-- Directions --
All of the records must be restated exactly, with every line complete.

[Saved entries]
- - - - - - -

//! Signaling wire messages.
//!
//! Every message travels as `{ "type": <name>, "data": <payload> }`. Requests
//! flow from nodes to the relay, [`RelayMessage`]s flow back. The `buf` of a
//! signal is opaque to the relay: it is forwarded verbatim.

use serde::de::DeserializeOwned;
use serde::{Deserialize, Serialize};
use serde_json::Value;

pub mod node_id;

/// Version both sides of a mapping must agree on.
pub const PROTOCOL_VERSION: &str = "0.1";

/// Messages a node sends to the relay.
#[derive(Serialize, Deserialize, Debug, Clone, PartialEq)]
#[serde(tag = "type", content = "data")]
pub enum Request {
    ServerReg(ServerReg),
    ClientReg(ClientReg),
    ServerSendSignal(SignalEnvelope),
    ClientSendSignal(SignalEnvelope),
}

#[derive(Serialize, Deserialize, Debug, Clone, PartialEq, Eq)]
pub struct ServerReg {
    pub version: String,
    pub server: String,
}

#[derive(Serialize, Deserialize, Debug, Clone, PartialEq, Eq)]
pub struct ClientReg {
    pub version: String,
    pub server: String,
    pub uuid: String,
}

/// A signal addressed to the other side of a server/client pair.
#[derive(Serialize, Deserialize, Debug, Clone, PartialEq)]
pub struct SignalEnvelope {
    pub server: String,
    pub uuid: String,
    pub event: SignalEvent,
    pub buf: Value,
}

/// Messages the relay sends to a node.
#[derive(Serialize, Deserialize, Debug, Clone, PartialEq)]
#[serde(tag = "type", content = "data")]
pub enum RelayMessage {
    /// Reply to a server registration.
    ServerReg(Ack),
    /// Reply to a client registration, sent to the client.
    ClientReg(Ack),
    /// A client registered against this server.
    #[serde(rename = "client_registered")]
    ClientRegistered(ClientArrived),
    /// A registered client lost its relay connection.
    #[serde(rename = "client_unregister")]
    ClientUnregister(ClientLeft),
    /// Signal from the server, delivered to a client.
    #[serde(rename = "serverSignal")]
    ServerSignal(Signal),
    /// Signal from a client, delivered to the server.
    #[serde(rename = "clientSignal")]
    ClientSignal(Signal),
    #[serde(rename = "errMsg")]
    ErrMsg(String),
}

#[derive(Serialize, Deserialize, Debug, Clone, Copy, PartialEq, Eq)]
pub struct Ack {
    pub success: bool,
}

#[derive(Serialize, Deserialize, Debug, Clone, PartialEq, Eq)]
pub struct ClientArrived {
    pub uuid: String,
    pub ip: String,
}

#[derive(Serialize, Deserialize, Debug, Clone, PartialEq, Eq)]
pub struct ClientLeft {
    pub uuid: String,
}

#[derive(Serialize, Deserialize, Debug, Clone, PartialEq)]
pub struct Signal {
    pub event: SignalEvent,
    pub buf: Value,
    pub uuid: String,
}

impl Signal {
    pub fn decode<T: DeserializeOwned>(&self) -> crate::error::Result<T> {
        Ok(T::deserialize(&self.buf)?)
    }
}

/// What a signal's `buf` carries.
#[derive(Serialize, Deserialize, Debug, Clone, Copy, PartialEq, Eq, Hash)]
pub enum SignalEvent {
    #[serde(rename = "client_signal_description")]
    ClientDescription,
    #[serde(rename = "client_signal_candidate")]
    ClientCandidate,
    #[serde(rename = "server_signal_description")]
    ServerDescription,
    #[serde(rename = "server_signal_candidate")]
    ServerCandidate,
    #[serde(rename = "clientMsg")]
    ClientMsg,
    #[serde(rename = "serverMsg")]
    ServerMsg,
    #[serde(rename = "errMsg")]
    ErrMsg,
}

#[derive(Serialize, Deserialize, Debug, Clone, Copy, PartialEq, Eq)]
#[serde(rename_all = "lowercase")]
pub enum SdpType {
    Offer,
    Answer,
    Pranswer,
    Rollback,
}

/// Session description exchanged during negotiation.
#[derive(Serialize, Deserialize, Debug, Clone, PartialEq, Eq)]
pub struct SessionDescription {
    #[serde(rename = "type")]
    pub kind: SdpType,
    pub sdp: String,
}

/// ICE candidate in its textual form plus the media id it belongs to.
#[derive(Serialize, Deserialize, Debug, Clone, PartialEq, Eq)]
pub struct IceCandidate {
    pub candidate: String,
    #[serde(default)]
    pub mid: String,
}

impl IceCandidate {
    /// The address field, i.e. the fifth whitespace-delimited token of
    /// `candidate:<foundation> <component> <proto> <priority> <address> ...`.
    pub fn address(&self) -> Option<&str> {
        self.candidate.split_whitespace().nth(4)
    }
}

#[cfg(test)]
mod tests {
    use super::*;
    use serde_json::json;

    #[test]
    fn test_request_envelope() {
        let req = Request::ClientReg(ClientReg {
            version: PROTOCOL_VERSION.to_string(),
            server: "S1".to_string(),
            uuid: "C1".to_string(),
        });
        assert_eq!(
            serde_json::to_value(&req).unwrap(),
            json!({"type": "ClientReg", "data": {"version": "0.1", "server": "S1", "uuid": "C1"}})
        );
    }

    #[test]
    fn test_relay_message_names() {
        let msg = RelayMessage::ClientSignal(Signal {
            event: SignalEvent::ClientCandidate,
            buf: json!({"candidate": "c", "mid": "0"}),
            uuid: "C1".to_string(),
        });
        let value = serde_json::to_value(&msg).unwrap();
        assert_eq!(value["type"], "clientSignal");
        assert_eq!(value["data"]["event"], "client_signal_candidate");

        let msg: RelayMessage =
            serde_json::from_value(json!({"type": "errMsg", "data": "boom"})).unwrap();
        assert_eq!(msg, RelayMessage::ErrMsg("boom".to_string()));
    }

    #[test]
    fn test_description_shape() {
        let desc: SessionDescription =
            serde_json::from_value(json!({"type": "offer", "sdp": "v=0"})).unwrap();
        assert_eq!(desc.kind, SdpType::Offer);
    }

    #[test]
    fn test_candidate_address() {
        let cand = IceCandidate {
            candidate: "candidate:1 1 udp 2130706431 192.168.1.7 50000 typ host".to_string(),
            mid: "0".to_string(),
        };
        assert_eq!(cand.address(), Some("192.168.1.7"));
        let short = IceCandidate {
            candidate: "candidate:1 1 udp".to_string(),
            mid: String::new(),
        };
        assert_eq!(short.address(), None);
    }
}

- - - - - - -

-- The completed task --
//! Signaling wire messages.
//!
//! Every message travels as `{ "type": <name>, "data": <payload> }`. Requests
//! flow from nodes to the relay, [`RelayMessage`]s flow back. The `buf` of a
//! signal is opaque to the relay: it is forwarded verbatim.

use serde::de::DeserializeOwned;
use serde::{Deserialize, Serialize};
use serde_json::Value;

pub mod node_id;

/// Version both sides of a mapping must agree on.
pub const PROTOCOL_VERSION: &str = "0.1";

/// Messages a node sends to the relay.
#[derive(Serialize, Deserialize, Debug, Clone, PartialEq)]
#[serde(tag = "type", content = "data")]
pub enum Request {
    ServerReg(ServerReg),
    ClientReg(ClientReg),
    ServerSendSignal(SignalEnvelope),
    ClientSendSignal(SignalEnvelope),
}

#[derive(Serialize, Deserialize, Debug, Clone, PartialEq, Eq)]
pub struct ServerReg {
    pub version: String,
    pub server: String,
}

#[derive(Serialize, Deserialize, Debug, Clone, PartialEq, Eq)]
pub struct ClientReg {
    pub version: String,
    pub server: String,
    pub uuid: String,
}

/// A signal addressed to the other side of a server/client pair.
#[derive(Serialize, Deserialize, Debug, Clone, PartialEq)]
pub struct SignalEnvelope {
    pub server: String,
    pub uuid: String,
    pub event: SignalEvent,
    pub buf: Value,
}

/// Messages the relay sends to a node.
#[derive(Serialize, Deserialize, Debug, Clone, PartialEq)]
#[serde(tag = "type", content = "data")]
pub enum RelayMessage {
    /// Reply to a server registration.
    ServerReg(Ack),
    /// Reply to a client registration, sent to the client.
    ClientReg(Ack),
    /// A client registered against this server.
    #[serde(rename = "client_registered")]
    ClientRegistered(ClientArrived),
    /// A registered client lost its relay connection.
    #[serde(rename = "client_unregister")]
    ClientUnregister(ClientLeft),
    /// Signal from the server, delivered to a client.
    #[serde(rename = "serverSignal")]
    ServerSignal(Signal),
    /// Signal from a client, delivered to the server.
    #[serde(rename = "clientSignal")]
    ClientSignal(Signal),
    #[serde(rename = "errMsg")]
    ErrMsg(String),
}

#[derive(Serialize, Deserialize, Debug, Clone, Copy, PartialEq, Eq)]
pub struct Ack {
    pub success: bool,
}

#[derive(Serialize, Deserialize, Debug, Clone, PartialEq, Eq)]
pub struct ClientArrived {
    pub uuid: String,
    pub ip: String,
}

#[derive(Serialize, Deserialize, Debug, Clone, PartialEq, Eq)]
pub struct ClientLeft {
    pub uuid: String,
}

#[derive(Serialize, Deserialize, Debug, Clone, PartialEq)]
pub struct Signal {
    pub event: SignalEvent,
    pub buf: Value,
    pub uuid: String,
}

impl Signal {
    pub fn decode<T: DeserializeOwned>(&self) -> crate::error::Result<T> {
        Ok(T::deserialize(&self.buf)?)
    }
}

/// What a signal's `buf` carries.
#[derive(Serialize, Deserialize, Debug, Clone, Copy, PartialEq, Eq, Hash)]
pub enum SignalEvent {
    #[serde(rename = "client_signal_description")]
    ClientDescription,
    #[serde(rename = "client_signal_candidate")]
    ClientCandidate,
    #[serde(rename = "server_signal_description")]
    ServerDescription,
    #[serde(rename = "server_signal_candidate")]
    ServerCandidate,
    #[serde(rename = "clientMsg")]
    ClientMsg,
    #[serde(rename = "serverMsg")]
    ServerMsg,
    #[serde(rename = "errMsg")]
    ErrMsg,
}

#[derive(Serialize, Deserialize, Debug, Clone, Copy, PartialEq, Eq)]
#[serde(rename_all = "lowercase")]
pub enum SdpType {
    Offer,
    Answer,
    Pranswer,
    Rollback,
}

/// Session description exchanged during negotiation.
#[derive(Serialize, Deserialize, Debug, Clone, PartialEq, Eq)]
pub struct SessionDescription {
    #[serde(rename = "type")]
    pub kind: SdpType,
    pub sdp: String,
}

/// ICE candidate in its textual form plus the media id it belongs to.
#[derive(Serialize, Deserialize, Debug, Clone, PartialEq, Eq)]
pub struct IceCandidate {
    pub candidate: String,
    #[serde(default)]
    pub mid: String,
}

impl IceCandidate {
    /// The address field, i.e. the fifth whitespace-delimited token of
    /// `candidate:<foundation> <component> <proto> <priority> <address> ...`.
    pub fn address(&self) -> Option<&str> {
        self.candidate.split_whitespace().nth(4)
    }
}

#[cfg(test)]
mod tests {
    use super::*;
    use serde_json::json;

    #[test]
    fn test_request_envelope() {
        let req = Request::ClientReg(ClientReg {
            version: PROTOCOL_VERSION.to_string(),
            server: "S1".to_string(),
            uuid: "C1".to_string(),
        });
        assert_eq!(
            serde_json::to_value(&req).unwrap(),
            json!({"type": "ClientReg", "data": {"version": "0.1", "server": "S1", "uuid": "C1"}})
        );
    }

    #[test]
    fn test_relay_message_names() {
        let msg = RelayMessage::ClientSignal(Signal {
            event: SignalEvent::ClientCandidate,
            buf: json!({"candidate": "c", "mid": "0"}),
            uuid: "C1".to_string(),
        });
        let value = serde_json::to_value(&msg).unwrap();
        assert_eq!(value["type"], "clientSignal");
        assert_eq!(value["data"]["event"], "client_signal_candidate");

        let msg: RelayMessage =
            serde_json::from_value(json!({"type": "errMsg", "data": "boom"})).unwrap();
        assert_eq!(msg, RelayMessage::ErrMsg("boom".to_string()));
    }

    #[test]
    fn test_description_shape() {
        let desc: SessionDescription =
            serde_json::from_value(json!({"type": "offer", "sdp": "v=0"})).unwrap();
        assert_eq!(desc.kind, SdpType::Offer);
    }

    #[test]
    fn test_candidate_address() {
        let cand = IceCandidate {
            candidate: "candidate:1 1 udp 2130706431 192.168.1.7 50000 typ host".to_string(),
            mid: "0".to_string(),
        };
        assert_eq!(cand.address(), Some("192.168.1.7"));
        let short = IceCandidate {
            candidate: "candidate:1 1 udp".to_string(),
            mid: String::new(),
        };
        assert_eq!(short.address(), None);
    }
}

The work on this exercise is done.